I am confident that, in addition to my hash, I can have two additional arrays with 1000 items each. On the first pass through the hash using each, you check to see if the current key in the hash is lt than the first element in the array. If yes, you unshift, if not you check the next item until you find the proper location and use splice. If you reach the end of the array and it is less than 1000, you push. At the end, you check if you have 1001 items and you pop. At the end of the first pass, you now know the first 1000 items. You begin your second pass. This time, when you encounter an item in your first array, you assign its appropriate value while simultaneously populating the 2nd array (using the last element of the first).

Now of course this is silly - there are much better data structures than an array but I hope you get the idea.

I guess I'm being thick here but, at the end of your second pass, you have 2000 items in 2 arrays, and the original number in the hash. Then what?

And, does each "pass" mean a pass over 1000 (or 2000) elements of the array(s)? Or a full (millions) pass over the keys of the hash?

---

Examine what is said, not who speaks -- Silence betokens consent -- Love the truth but pardon error.

"Science is about questioning the status quo. Questioning authority".

In the absence of evidence, opinion is indistinguishable from prejudice.
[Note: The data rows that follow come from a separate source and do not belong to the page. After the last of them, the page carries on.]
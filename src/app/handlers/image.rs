//! Handler für das Quellbild.

use crate::app::image_loader::ImageLoadEvent;
use crate::app::AppState;

/// Startet das Laden eines Quellbilds im Hintergrund.
pub fn load_image(state: &mut AppState, url: String) {
    state.ui.image_url_input = url.clone();
    state.image.start_load(&url);
    state.ui.status_message = Some(format!("Lade Bild: {}", url));
}

/// Übernimmt ein fertig geladenes Bild oder meldet den Fehler.
pub fn poll(state: &mut AppState) -> Option<ImageLoadEvent> {
    let event = state.image.poll()?;
    apply_load_event(state, &event);
    Some(event)
}

/// Schreibt das Ergebnis eines Ladevorgangs in Log und Statuszeile.
pub fn apply_load_event(state: &mut AppState, event: &ImageLoadEvent) {
    match event {
        ImageLoadEvent::Loaded { url, width, height } => {
            log::info!("Quellbild bereit: {} ({}x{})", url, width, height);
            state.ui.status_message = None;
        }
        ImageLoadEvent::Failed { url, error } => {
            log::error!("Quellbild '{}' konnte nicht geladen werden: {:#}", url, error);
            state.ui.status_message = Some(format!("Bild konnte nicht geladen werden: {}", url));
        }
    }
}
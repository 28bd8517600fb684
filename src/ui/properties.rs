//! Properties-Panel (rechte Seitenleiste) für Warp-Parameter, Kontrollpunkte und Bildquelle.

use crate::app::{AppIntent, AppState};
use crate::shared::options::{MAX_RESOLUTION, MIN_RESOLUTION};
use crate::shared::{MAX_HEIGHT_SCALE, MIN_HEIGHT_SCALE, MIN_IMAGE_LENGTH_RATIO};

/// Obere Slider-Grenze der Warp-Intensität.
const WARP_INTENSITY_SLIDER_MAX: f32 = 5.0;

/// Rendert das Properties-Panel und gibt erzeugte Events zurück.
///
/// Schreibt nur in den Eingabepuffer `ui.image_url_input`; alle übrigen
/// Änderungen laufen als Intent über den Controller.
pub fn render_properties_panel(ctx: &egui::Context, state: &mut AppState) -> Vec<AppIntent> {
    let mut events = Vec::new();

    egui::SidePanel::right("properties_panel")
        .default_width(240.0)
        .min_width(200.0)
        .resizable(true)
        .show(ctx, |ui| {
            egui::ScrollArea::vertical().show(ui, |ui| {
                ui.heading("Warp");
                ui.separator();
                render_warp_sliders(ui, state, &mut events);

                ui.add_space(8.0);
                ui.heading("Kontrollpunkte");
                ui.separator();
                render_control_points(ui, state, &mut events);

                ui.add_space(8.0);
                ui.heading("Bild");
                ui.separator();
                render_image_source(ui, state, &mut events);

                ui.add_space(8.0);
                ui.separator();
                let can_export = !state.is_exporting();
                if ui
                    .add_enabled(can_export, egui::Button::new("📷 PNG exportieren"))
                    .clicked()
                {
                    events.push(AppIntent::ExportRequested);
                }
            });
        });

    events
}

fn render_warp_sliders(ui: &mut egui::Ui, state: &AppState, events: &mut Vec<AppIntent>) {
    let params = &state.params;

    let mut resolution = params.resolution();
    if ui
        .add(
            egui::Slider::new(&mut resolution, MIN_RESOLUTION..=MAX_RESOLUTION)
                .logarithmic(true)
                .text("Auflösung"),
        )
        .changed()
    {
        events.push(AppIntent::ResolutionChanged { value: resolution });
    }

    let mut warp_intensity = params.warp_intensity();
    if ui
        .add(
            egui::Slider::new(&mut warp_intensity, 0.0..=WARP_INTENSITY_SLIDER_MAX)
                .text("Intensität"),
        )
        .changed()
    {
        events.push(AppIntent::WarpIntensityChanged {
            value: warp_intensity,
        });
    }

    let mut height_scale = params.height_scale();
    if ui
        .add(
            egui::Slider::new(&mut height_scale, MIN_HEIGHT_SCALE..=MAX_HEIGHT_SCALE)
                .text("Halbhöhe"),
        )
        .changed()
    {
        events.push(AppIntent::HeightScaleChanged {
            value: height_scale,
        });
    }

    let mut ratio = params.image_length_ratio();
    if ui
        .add(egui::Slider::new(&mut ratio, MIN_IMAGE_LENGTH_RATIO..=1.0).text("Bildlänge"))
        .changed()
    {
        events.push(AppIntent::ImageLengthRatioChanged { value: ratio });
    }

    // Obergrenze folgt dem Bildlängen-Anteil
    let max_offset = params.max_path_offset();
    let mut offset = params.path_offset();
    if ui
        .add_enabled(
            max_offset > 0.0,
            egui::Slider::new(&mut offset, 0.0..=max_offset).text("Offset"),
        )
        .changed()
    {
        events.push(AppIntent::PathOffsetChanged { value: offset });
    }
}

fn render_control_points(ui: &mut egui::Ui, state: &AppState, events: &mut Vec<AppIntent>) {
    let points = state.params.control_points();

    egui::Grid::new("control_points_grid")
        .num_columns(3)
        .striped(true)
        .show(ui, |ui| {
            for (index, point) in points.iter().enumerate() {
                let mut x = point.x;
                let mut y = point.y;
                ui.label(format!("#{}", index));
                let changed_x = ui.add(egui::DragValue::new(&mut x).speed(0.01)).changed();
                let changed_y = ui.add(egui::DragValue::new(&mut y).speed(0.01)).changed();
                if changed_x || changed_y {
                    events.push(AppIntent::ControlPointEdited {
                        index,
                        position: glam::Vec3::new(x, y, 0.0),
                    });
                }
                ui.end_row();
            }
        });

    if points.len() < 2 {
        ui.label(
            egui::RichText::new("Mindestens 2 Punkte für einen Pfad").color(egui::Color32::YELLOW),
        );
    }

    ui.horizontal(|ui| {
        if ui.button("➕ Punkt").clicked() {
            events.push(AppIntent::AddControlPointRequested);
        }
        if ui
            .add_enabled(!points.is_empty(), egui::Button::new("➖ Punkt"))
            .clicked()
        {
            events.push(AppIntent::RemoveControlPointRequested);
        }
    });
}

fn render_image_source(ui: &mut egui::Ui, state: &mut AppState, events: &mut Vec<AppIntent>) {
    ui.horizontal(|ui| {
        ui.label("Pfad:");
        ui.text_edit_singleline(&mut state.ui.image_url_input);
    });

    ui.horizontal(|ui| {
        let url = state.ui.image_url_input.trim();
        if ui
            .add_enabled(!url.is_empty(), egui::Button::new("Laden"))
            .clicked()
        {
            events.push(AppIntent::ImageSelected {
                path: url.to_string(),
            });
        }
        if ui.button("Durchsuchen...").clicked() {
            events.push(AppIntent::OpenImageRequested);
        }
    });

    if state.image.is_loading() {
        ui.horizontal(|ui| {
            ui.spinner();
            ui.label("Bild wird geladen...");
        });
    }
}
RIP an inspiration; A true Folk's Guy

BrowserUk,
Ok, I must be the one being thick here so I will give you a real solution as soon as I finish lunch.

Update:

#!/usr/bin/perl
use strict;
use warnings;

my %hash = map {$_ => undef} 'a' .. 'z';
my ($at_once, $cnt, @bot_n, %known) = (3, 0, (), ());

while (1) {
    while (my ($key, $val) = each %hash) {
        next if defined $val;
        if (exists $known{$key}) {
            $hash{$key} = $known{$key};
            next;
        }
        my $inserted;
        for (0 .. $#bot_n) {
            if ($key lt $bot_n[$_]) {
                splice @bot_n, $_, 0, $key;
                $inserted = 1;
                last;
            }
        }
        push @bot_n, $key if ! $inserted;
        pop @bot_n if @bot_n > $at_once;
    }
    last if ! @bot_n;
    %known = ();
    for (@bot_n) {
        $known{$_} = ++$cnt;
    }
    @bot_n = ();
}
use Data::Dumper;
print Dumper(\%hash);
[download]

As you can see, this works but could be greatly improved with a data structure other than an array to maintain order. I converted the 2nd array to a hash to avoid doing a binary search since American football is about to come on and Sunday is family day :-)
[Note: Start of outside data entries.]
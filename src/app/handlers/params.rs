//! Handler für Parameter-Änderungen und Kontrollpunkt-Bearbeitung.

use crate::app::AppState;
use glam::Vec3;

/// Setzt die Gitterauflösung.
pub fn set_resolution(state: &mut AppState, value: u32) {
    state.params.set_resolution(value);
}

/// Setzt die Warp-Intensität.
pub fn set_warp_intensity(state: &mut AppState, value: f32) {
    state.params.set_warp_intensity(value);
}

/// Setzt die halbe Gitterhöhe.
pub fn set_height_scale(state: &mut AppState, value: f32) {
    state.params.set_height_scale(value);
}

/// Setzt den Pfad-Offset (geklemmt).
pub fn set_path_offset(state: &mut AppState, value: f32) {
    state.params.set_path_offset(value);
}

/// Setzt den Bildlängen-Anteil (klemmt den Offset neu).
pub fn set_image_length_ratio(state: &mut AppState, value: f32) {
    state.params.set_image_length_ratio(value);
}

/// Setzt einen Kontrollpunkt. Ungültige Indizes werden geloggt und ignoriert.
pub fn set_control_point(state: &mut AppState, index: usize, position: Vec3) {
    if let Err(e) = state.params.set_control_point(index, position) {
        log::warn!("Kontrollpunkt nicht gesetzt: {}", e);
    }
}

/// Hängt einen Kontrollpunkt an.
pub fn add_control_point(state: &mut AppState, position: Vec3) {
    state.params.push_control_point(position);
    log::info!(
        "Kontrollpunkt hinzugefügt: ({:.2}, {:.2}), jetzt {}",
        position.x,
        position.y,
        state.params.control_points().len()
    );
}

/// Entfernt den letzten Kontrollpunkt und beendet dessen Handle-Drag.
pub fn remove_last_control_point(state: &mut AppState) {
    if state.params.remove_last_control_point().is_none() {
        log::debug!("Keine Kontrollpunkte zum Entfernen");
        return;
    }
    let remaining = state.params.control_points().len();
    state.interaction.drop_handles_from(remaining);
    log::info!("Kontrollpunkt entfernt, jetzt {}", remaining);
}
Update 2: This requires N / M passes through the hash where N represents the total number of keys and M represents the maximum number of items to sort at once. Using an array and a hash to keep track of the current unknown bottom N is extremely inefficient (from runtime perspective) but data structures that support a faster run time also consume more memory. Finding a balance of speed and memory is left as an exercise for the reader :-)

Cheers - L~R